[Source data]
════

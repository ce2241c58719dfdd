mod app;
mod block_font;

use anyhow::Result;
use std::fs::{self, OpenOptions};

use matchtui_core::{
    config::{self, AppConfig},
    score::{PlayerProfile, ScoreStore},
    session::SessionController,
};
use tracing_subscriber::{prelude::*, EnvFilter};

#[tokio::main]
async fn main() -> Result<()> {
    init_logging()?;

    config::ensure_default_config()?;
    let config = AppConfig::load()?;

    let store = ScoreStore::new(config.data_root.clone());
    let remembered = store.load_profile();
    let profile = remembered
        .clone()
        .unwrap_or_else(PlayerProfile::anonymous);
    let controller = SessionController::new(&config, store, profile);

    let mut app = app::MatchApp::new(config, controller, remembered.is_some());
    app.run().await
}

fn init_logging() -> Result<()> {
    let log_dir = std::env::current_dir()?.join("logs");
    fs::create_dir_all(&log_dir)?;
    let log_path = log_dir.join("matchtui.log");

    let env_filter = EnvFilter::from_default_env();

    let stdout_layer = tracing_subscriber::fmt::layer()
        .with_target(false)
        .compact()
        .with_writer(std::io::stdout);

    let file_layer = tracing_subscriber::fmt::layer()
        .with_target(true)
        .compact()
        .with_writer(move || {
            OpenOptions::new()
                .create(true)
                .append(true)
                .open(&log_path)
                .expect("failed to open log file")
        });

    tracing_subscriber::registry()
        .with(env_filter)
        .with(stdout_layer)
        .with(file_layer)
        .init();

    Ok(())
}
//! Session state machine and matching rules.

pub mod controller;
pub mod engine;

pub use controller::{
    CardView, SessionController, SessionError, SessionPhase, SessionSnapshot,
};
pub use engine::{MatchEngine, RevealOutcome};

════

In the entries above, how many lines hold "join"? Answer with the number alone.

2